“They say Sir Edwin Crathie is to marry Miss Bootes the heiress.”
“What! The Right Honourable Sir Edwin Crathie?”
“So they say. He’s very heavily in debt, I believe—over some bad speculations—and an heiress is about the only thing to float him. Besides, the party wants rich men, and it would be a good move on his part.”
That was all, and then the two silk-hatted, frock-coated men had got out. Eminently well-to-do men—probably both stockbrokers, but men who looked as if they would know.
Hal had gone on home in a sudden torment of feeling. Of course he was free to marry the heiress if be wished, but why, if so, had he dared once again to drop the mask of companiable friendliness with her and grow lover-like? The change had been coming slowly of late, wrought with infinite caution and care. He had not meant to frighten her again, and find himself in disgrace, so he had taken each step very leisurely, and made sure of his ground before trusting himself upon it. The next time he kissed her, he had determined she should like it too well to resent his action.
And the safe moment, as he deemed it, had come the previous Saturday after a delightful afternoon at golf. They had motored down to the Sundridge Park Links, and stayed afterwards to dine at the club-house, then back to Bloomsbury, and into the pretty sitting-room, where Dudley was not likely to appear until late, because he had gone to a theatre with Doris.

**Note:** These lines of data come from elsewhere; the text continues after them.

//! Tabular data access for the base dataset and artifact tables.
//!
//! Columns are opaque named fields; nothing here assumes fixed names. All
//! cross-table combination goes through identifier-based joins, never
//! positional alignment, because artifact tables are column-sparse.

use std::collections::HashMap;
use std::fs::File;
use std::path::Path;

use anyhow::{Context, Result, anyhow};
use csv::{ReaderBuilder, WriterBuilder};

/// An in-memory table: a header row plus string cells.
#[derive(Debug, Clone, PartialEq, Eq)]
pub struct Table {
    columns: Vec<String>,
    rows: Vec<Vec<String>>,
}

impl Table {
    pub fn new(columns: Vec<String>) -> Self {
        Self {
            columns,
            rows: Vec::new(),
        }
    }

    pub fn columns(&self) -> &[String] {
        &self.columns
    }

    pub fn len(&self) -> usize {
        self.rows.len()
    }

    pub fn is_empty(&self) -> bool {
        self.rows.is_empty()
    }

    pub fn push_row(&mut self, row: Vec<String>) -> Result<()> {
        if row.len() != self.columns.len() {
            return Err(anyhow!(
                "row width {} does not match {} columns",
                row.len(),
                self.columns.len()
            ));
        }
        self.rows.push(row);
        Ok(())
    }

    pub fn column_index(&self, name: &str) -> Option<usize> {
        self.columns.iter().position(|column| column == name)
    }

    /// Read a CSV file with a header row.
    pub fn read_csv(path: &Path) -> Result<Self> {
        let file =
            File::open(path).with_context(|| format!("open table {}", path.display()))?;
        let mut reader = ReaderBuilder::new().flexible(false).from_reader(file);
        let columns: Vec<String> = reader
            .headers()
            .with_context(|| format!("read header of {}", path.display()))?
            .iter()
            .map(str::to_string)
            .collect();
        let mut rows = Vec::new();
        for record in reader.records() {
            let record =
                record.with_context(|| format!("read record from {}", path.display()))?;
            rows.push(record.iter().map(str::to_string).collect());
        }
        Ok(Self { columns, rows })
    }

    /// Write the table as CSV with a header row.
    pub fn write_csv(&self, path: &Path) -> Result<()> {
        if let Some(parent) = path.parent() {
            std::fs::create_dir_all(parent)
                .with_context(|| format!("create directory {}", parent.display()))?;
        }
        let mut writer = WriterBuilder::new()
            .from_path(path)
            .with_context(|| format!("create table {}", path.display()))?;
        writer
            .write_record(&self.columns)
            .with_context(|| format!("write header of {}", path.display()))?;
        for row in &self.rows {
            writer
                .write_record(row)
                .with_context(|| format!("write record to {}", path.display()))?;
        }
        writer
            .flush()
            .with_context(|| format!("flush table {}", path.display()))
    }

    /// Project onto `wanted` columns, in the given order.
    pub fn select(&self, wanted: &[String]) -> Result<Self> {
        let mut indices = Vec::with_capacity(wanted.len());
        for name in wanted {
            let index = self
                .column_index(name)
                .ok_or_else(|| anyhow!("column '{}' not found in table", name))?;
            indices.push(index);
        }
        let rows = self
            .rows
            .iter()
            .map(|row| indices.iter().map(|index| row[*index].clone()).collect())
            .collect();
        Ok(Self {
            columns: wanted.to_vec(),
            rows,
        })
    }

    /// Left-join `other` onto `self` by the `on` key columns.
    ///
    /// Every row of `self` is kept; the first matching row of `other`
    /// contributes its non-key columns, empty cells otherwise.
    pub fn left_join(&self, other: &Self, on: &[String]) -> Result<Self> {
        let left_keys = key_indices(self, on)?;
        let right_keys = key_indices(other, on)?;

        let carried: Vec<usize> = (0..other.columns.len())
            .filter(|index| !right_keys.contains(index))
            .collect();
        for index in &carried {
            let name = &other.columns[*index];
            if self.column_index(name).is_some() {
                return Err(anyhow!("join would duplicate column '{}'", name));
            }
        }

        let mut lookup: HashMap<Vec<&str>, &Vec<String>> = HashMap::new();
        for row in &other.rows {
            let key: Vec<&str> = right_keys.iter().map(|index| row[*index].as_str()).collect();
            lookup.entry(key).or_insert(row);
        }

        let mut columns = self.columns.clone();
        columns.extend(carried.iter().map(|index| other.columns[*index].clone()));

        let mut rows = Vec::with_capacity(self.rows.len());
        for row in &self.rows {
            let key: Vec<&str> = left_keys.iter().map(|index| row[*index].as_str()).collect();
            let mut joined = row.clone();
            match lookup.get(&key) {
                Some(matched) => {
                    joined.extend(carried.iter().map(|index| matched[*index].clone()));
                }
                None => {
                    joined.extend(carried.iter().map(|_| String::new()));
                }
            }
            rows.push(joined);
        }

        Ok(Self { columns, rows })
    }

    /// Crude type tag for a column, used to describe inputs in prompts.
    pub fn infer_dtype(&self, name: &str) -> &'static str {
        let Some(index) = self.column_index(name) else {
            return "str";
        };
        let mut saw_float = false;
        let mut saw_value = false;
        for row in &self.rows {
            let cell = row[index].trim();
            if cell.is_empty() {
                continue;
            }
            saw_value = true;
            if cell.parse::<i64>().is_ok() {
                continue;
            }
            if cell.parse::<f64>().is_ok() {
                saw_float = true;
                continue;
            }
            return "str";
        }
        match (saw_value, saw_float) {
            (false, _) => "str",
            (true, true) => "float",
            (true, false) => "int",
        }
    }
}

/// Read only the header row of a CSV file.
pub fn read_header(path: &Path) -> Result<Vec<String>> {
    let file = File::open(path).with_context(|| format!("open table {}", path.display()))?;
    let mut reader = ReaderBuilder::new().from_reader(file);
    let columns = reader
        .headers()
        .with_context(|| format!("read header of {}", path.display()))?
        .iter()
        .map(str::to_string)
        .collect();
    Ok(columns)
}

fn key_indices(table: &Table, on: &[String]) -> Result<Vec<usize>> {
    on.iter()
        .map(|name| {
            table
                .column_index(name)
                .ok_or_else(|| anyhow!("join key column '{}' not found", name))
        })
        .collect()
}
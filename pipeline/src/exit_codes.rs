//! Stable exit codes for pipeline CLI commands.

/// Command succeeded and, for `run`, every task succeeded.
pub const OK: i32 = 0;
/// Command failed due to invalid layout/config/plan or other errors.
pub const INVALID: i32 = 1;
/// `run` completed but at least one task was aborted or skipped.
pub const PARTIAL: i32 = 2;
//! Pipeline CLI: scaffold a workspace, validate the plan, inspect the task
//! graph, and drive runs.
//!
//! Graph-level mistakes are caught by `validate` and at the start of `run`,
//! before any generation or execution cost is spent.

use std::path::{Path, PathBuf};
use std::time::Duration;

use anyhow::{Context, Result, anyhow};
use clap::{Parser, Subcommand};

use pipeline::core::graph::TaskGraph;
use pipeline::exit_codes;
use pipeline::io::config::{PipelineConfig, load_config};
use pipeline::io::dataset::read_header;
use pipeline::io::generator::CommandGenerator;
use pipeline::io::paths::{InitOptions, WorkspacePaths, allocate_run_id, init_workspace};
use pipeline::io::plan_store::load_plan;
use pipeline::io::session::{PythonSession, PythonSessionOptions};
use pipeline::run::{RunOptions, run_plan};

#[derive(Parser)]
#[command(
    name = "pipeline",
    version,
    about = "Iterative code-synthesis pipeline over a tabular dataset"
)]
struct Cli {
    /// Workspace root containing `.pipeline/`.
    #[arg(long, default_value = ".")]
    root: PathBuf,

    #[command(subcommand)]
    command: Command,
}

#[derive(Subcommand)]
enum Command {
    /// Create `.pipeline/` scaffolding (config, empty plan, schema).
    Init {
        /// Overwrite existing pipeline-owned files.
        #[arg(short, long)]
        force: bool,
    },
    /// Check layout, config, plan schema, and graph without executing anything.
    Validate,
    /// Print the topological execution order and dependency edges.
    Graph,
    /// Execute every task of the plan and write the run report.
    Run {
        /// Wall-clock budget in seconds, overriding the configured deadline.
        #[arg(long)]
        deadline_secs: Option<u64>,
    },
}

fn main() {
    pipeline::logging::init();
    let cli = Cli::parse();
    let code = match dispatch(&cli) {
        Ok(code) => code,
        Err(err) => {
            eprintln!("{err:#}");
            exit_codes::INVALID
        }
    };
    std::process::exit(code);
}

fn dispatch(cli: &Cli) -> Result<i32> {
    match &cli.command {
        Command::Init { force } => cmd_init(&cli.root, *force),
        Command::Validate => cmd_validate(&cli.root),
        Command::Graph => cmd_graph(&cli.root),
        Command::Run { deadline_secs } => cmd_run(&cli.root, *deadline_secs),
    }
}

/// Everything `validate` proves before a run may start.
struct Validated {
    paths: WorkspacePaths,
    config: PipelineConfig,
    graph: TaskGraph,
}

fn load_validated(root: &Path) -> Result<Validated> {
    let paths = WorkspacePaths::new(root);
    ensure_dir(&paths.pipeline_dir)?;
    ensure_dir(&paths.state_dir)?;
    ensure_file(&paths.plan_path)?;

    let config = load_config(&paths.config_path).context("load config.toml")?;
    let plan = load_plan(&paths.plan_path).context("load plan.json")?;

    let dataset_path = paths.root.join(&config.dataset.path);
    let base_columns = read_header(&dataset_path).context("read dataset header")?;
    for id_column in &config.dataset.id_columns {
        if !base_columns.contains(id_column) {
            return Err(anyhow!(
                "identifier column '{id_column}' is not in the dataset header"
            ));
        }
    }

    let graph = TaskGraph::build(&plan.tasks, &base_columns).map_err(anyhow::Error::from)?;
    Ok(Validated {
        paths,
        config,
        graph,
    })
}

fn cmd_init(root: &Path, force: bool) -> Result<i32> {
    let paths = init_workspace(root, &InitOptions { force })?;
    println!("initialized {}", paths.pipeline_dir.display());
    println!("config: {}", paths.config_path.display());
    println!("plan: {}", paths.plan_path.display());
    Ok(exit_codes::OK)
}

fn cmd_validate(root: &Path) -> Result<i32> {
    let validated = load_validated(root)?;
    println!(
        "ok: {} tasks, order: {}",
        validated.graph.len(),
        validated.graph.order().join(" ")
    );
    Ok(exit_codes::OK)
}

fn cmd_graph(root: &Path) -> Result<i32> {
    let validated = load_validated(root)?;
    for task_id in validated.graph.order() {
        let dependents = validated.graph.dependents_of(task_id);
        if dependents.is_empty() {
            println!("{task_id}");
        } else {
            println!("{task_id} -> {}", dependents.join(", "));
        }
    }
    Ok(exit_codes::OK)
}

fn cmd_run(root: &Path, deadline_secs: Option<u64>) -> Result<i32> {
    let validated = load_validated(root)?;
    let paths = &validated.paths;
    let config = &validated.config;

    let run_id = allocate_run_id(&paths.runs_dir)?;
    let generator = CommandGenerator::new(config.generator.command.clone(), &paths.root);
    let mut session = PythonSession::new(PythonSessionOptions {
        python: config.session.python.clone(),
        workdir: paths.root.clone(),
        code_timeout: Duration::from_secs(config.session.code_timeout_secs),
        shell_timeout: Duration::from_secs(config.session.shell_timeout_secs),
        output_limit_bytes: config.session.output_limit_bytes,
    });
    let options = RunOptions {
        deadline: deadline_secs
            .filter(|secs| *secs > 0)
            .map(Duration::from_secs)
            .or_else(|| config.deadline()),
    };

    let report = run_plan(
        paths,
        config,
        &validated.graph,
        &generator,
        &mut session,
        &run_id,
        &options,
    )?;

    for task in &report.tasks {
        println!(
            "task={} status={:?} attempts={} artifacts={}",
            task.task_id,
            task.status,
            task.attempts_used,
            task.artifacts_written.join(",")
        );
    }
    println!("report: {}", paths.report_path(&run_id).display());

    if report.is_clean() {
        Ok(exit_codes::OK)
    } else {
        Ok(exit_codes::PARTIAL)
    }
}

fn ensure_dir(path: &Path) -> Result<()> {
    if !path.is_dir() {
        return Err(anyhow!(
            "missing directory {} (run `pipeline init` first)",
            path.display()
        ));
    }
    Ok(())
}

fn ensure_file(path: &Path) -> Result<()> {
    if !path.is_file() {
        return Err(anyhow!("missing file {}", path.display()));
    }
    Ok(())
}

#[cfg(test)]
mod tests {
    use super::*;

    #[test]
    fn parse_init_force() {
        let cli = Cli::parse_from(["pipeline", "init", "--force"]);
        assert!(matches!(cli.command, Command::Init { force: true }));
    }

    #[test]
    fn parse_run_with_deadline() {
        let cli = Cli::parse_from(["pipeline", "run", "--deadline-secs", "120"]);
        assert!(matches!(
            cli.command,
            Command::Run {
                deadline_secs: Some(120)
            }
        ));
    }

    #[test]
    fn parse_root_override() {
        let cli = Cli::parse_from(["pipeline", "--root", "/ws", "validate"]);
        assert_eq!(cli.root, PathBuf::from("/ws"));
    }
}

And then for the second time he had kissed her.
But this was quite a different kiss. It was a climax to one of the best days he had ever had—a day in which, besides playing golf, they had talked of State secrets and State affairs. He had paid her the compliment of talking to her as if she were a man, and Hal, being exceptionally well informed on most questions of the day, was able to hold her own with him, and to make the conversation of genuine interest.
And his quick, observant brain greatly admired her power of argument, and her woman’s directness of method, confirming the view that while a man usually indulges in a good deal of preamble, with many doubts and side-lights, a woman trusts to her instinct and arrives at the same conclusion in half the time. Of late, too, he had talked to her of interesting modern problems; and what had been frivolous in their earlier friendship had solidified into a real companionship.
And now as he stood on the hearth with his back to the fire, looking with rather critical eyes round the pretty room that Hal had contrived to rob of nearly all its lodging-house aspect, she stood quite naturally and unconcernedly beside him drawing off her gloves.